//! The standard 52-card deck.

extern crate alloc;

use alloc::vec::{self, Vec};
use core::fmt;
use core::ops::Index;
use core::slice;

use log::trace;

use crate::card::{Card, Suit};
use crate::options::{CardStyle, RenderOptions};

/// Number of cards per deck.
pub const DECK_SIZE: usize = 52;

/// An ordered deck of all 52 cards.
///
/// Cards are ordered by suit (hearts, diamonds, clubs, spades) and, within
/// a suit, by ascending rank from Ace to King. The deck is never shuffled.
#[derive(Debug, Clone, PartialEq, Eq)]
pub struct Deck {
    cards: Vec<Card>,
}

impl Deck {
    /// Creates a new ordered deck.
    ///
    /// ```
    /// use deckrs::{Deck, DECK_SIZE};
    ///
    /// let deck = Deck::new();
    /// assert_eq!(deck.len(), DECK_SIZE);
    /// assert_eq!(deck[0].to_string(), "A♥");
    /// assert_eq!(deck[DECK_SIZE - 1].to_string(), "K♠");
    /// ```
    #[must_use]
    pub fn new() -> Self {
        let mut cards = Vec::with_capacity(DECK_SIZE);

        for suit in Suit::ALL {
            for rank in Card::RANKS {
                cards.push(Card::from_parts(rank, suit));
            }
        }

        trace!("built deck of {} cards", cards.len());
        Self { cards }
    }

    /// Returns the number of cards.
    #[must_use]
    pub fn len(&self) -> usize {
        self.cards.len()
    }

    /// Returns whether the deck holds no cards.
    #[must_use]
    pub fn is_empty(&self) -> bool {
        self.cards.is_empty()
    }

    /// Returns the cards in deck order.
    #[must_use]
    pub fn cards(&self) -> &[Card] {
        &self.cards
    }

    /// Iterates the cards in deck order.
    pub fn iter(&self) -> slice::Iter<'_, Card> {
        self.cards.iter()
    }

    /// Returns whether `card` is in the deck.
    #[must_use]
    pub fn contains(&self, card: &Card) -> bool {
        self.cards.contains(card)
    }

    /// Writes every card as ASCII art followed by a blank line.
    ///
    /// # Errors
    ///
    /// Returns any error reported by `out`.
    pub fn write_art<W: fmt::Write + ?Sized>(&self, out: &mut W) -> fmt::Result {
        self.write_with(out, &RenderOptions::default())
    }

    /// Writes the cards selected by `options`, each followed by
    /// [`RenderOptions::separator`].
    ///
    /// # Errors
    ///
    /// Returns any error reported by `out`.
    pub fn write_with<W: fmt::Write + ?Sized>(
        &self,
        out: &mut W,
        options: &RenderOptions,
    ) -> fmt::Result {
        for card in self.iter().filter(|card| options.includes(card)) {
            match options.style {
                CardStyle::Art => card.write_art(out)?,
                CardStyle::Compact => write!(out, "{card}")?,
            }
            out.write_str(options.separator)?;
        }
        Ok(())
    }
}

impl Default for Deck {
    fn default() -> Self {
        Self::new()
    }
}

impl Index<usize> for Deck {
    type Output = Card;

    fn index(&self, index: usize) -> &Card {
        &self.cards[index]
    }
}

impl IntoIterator for Deck {
    type Item = Card;
    type IntoIter = vec::IntoIter<Card>;

    fn into_iter(self) -> Self::IntoIter {
        self.cards.into_iter()
    }
}

impl<'a> IntoIterator for &'a Deck {
    type Item = &'a Card;
    type IntoIter = slice::Iter<'a, Card>;

    fn into_iter(self) -> Self::IntoIter {
        self.cards.iter()
    }
}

┄┄┄┄┄┄

Task: Output each line of the material exactly, keeping every word as it appears.

Written solution:
//! The standard 52-card deck.

extern crate alloc;

use alloc::vec::{self, Vec};
use core::fmt;
use core::ops::Index;
use core::slice;

use log::trace;

use crate::card::{Card, Suit};
use crate::options::{CardStyle, RenderOptions};

/// Number of cards per deck.
pub const DECK_SIZE: usize = 52;

/// An ordered deck of all 52 cards.
///
/// Cards are ordered by suit (hearts, diamonds, clubs, spades) and, within
/// a suit, by ascending rank from Ace to King. The deck is never shuffled.
#[derive(Debug, Clone, PartialEq, Eq)]
pub struct Deck {
    cards: Vec<Card>,
}

impl Deck {
    /// Creates a new ordered deck.
    ///
    /// ```
    /// use deckrs::{Deck, DECK_SIZE};
    ///
    /// let deck = Deck::new();
    /// assert_eq!(deck.len(), DECK_SIZE);
    /// assert_eq!(deck[0].to_string(), "A♥");
    /// assert_eq!(deck[DECK_SIZE - 1].to_string(), "K♠");
    /// ```
    #[must_use]
    pub fn new() -> Self {
        let mut cards = Vec::with_capacity(DECK_SIZE);

        for suit in Suit::ALL {
            for rank in Card::RANKS {
                cards.push(Card::from_parts(rank, suit));
            }
        }

        trace!("built deck of {} cards", cards.len());
        Self { cards }
    }

    /// Returns the number of cards.
    #[must_use]
    pub fn len(&self) -> usize {
        self.cards.len()
    }

    /// Returns whether the deck holds no cards.
    #[must_use]
    pub fn is_empty(&self) -> bool {
        self.cards.is_empty()
    }

    /// Returns the cards in deck order.
    #[must_use]
    pub fn cards(&self) -> &[Card] {
        &self.cards
    }

    /// Iterates the cards in deck order.
    pub fn iter(&self) -> slice::Iter<'_, Card> {
        self.cards.iter()
    }

    /// Returns whether `card` is in the deck.
    #[must_use]
    pub fn contains(&self, card: &Card) -> bool {
        self.cards.contains(card)
    }

    /// Writes every card as ASCII art followed by a blank line.
    ///
    /// # Errors
    ///
    /// Returns any error reported by `out`.
    pub fn write_art<W: fmt::Write + ?Sized>(&self, out: &mut W) -> fmt::Result {
        self.write_with(out, &RenderOptions::default())
    }

    /// Writes the cards selected by `options`, each followed by
    /// [`RenderOptions::separator`].
    ///
    /// # Errors
    ///
    /// Returns any error reported by `out`.
    pub fn write_with<W: fmt::Write + ?Sized>(
        &self,
        out: &mut W,
        options: &RenderOptions,
    ) -> fmt::Result {
        for card in self.iter().filter(|card| options.includes(card)) {
            match options.style {
                CardStyle::Art => card.write_art(out)?,
                CardStyle::Compact => write!(out, "{card}")?,
            }
            out.write_str(options.separator)?;
        }
        Ok(())
    }
}

impl Default for Deck {
    fn default() -> Self {
        Self::new()
    }
}

impl Index<usize> for Deck {
    type Output = Card;

    fn index(&self, index: usize) -> &Card {
        &self.cards[index]
    }
}

impl IntoIterator for Deck {
    type Item = Card;
    type IntoIter = vec::IntoIter<Card>;

    fn into_iter(self) -> Self::IntoIter {
        self.cards.into_iter()
    }
}

impl<'a> IntoIterator for &'a Deck {
    type Item = &'a Card;
    type IntoIter = slice::Iter<'a, Card>;

    fn into_iter(self) -> Self::IntoIter {
        self.cards.iter()
    }
}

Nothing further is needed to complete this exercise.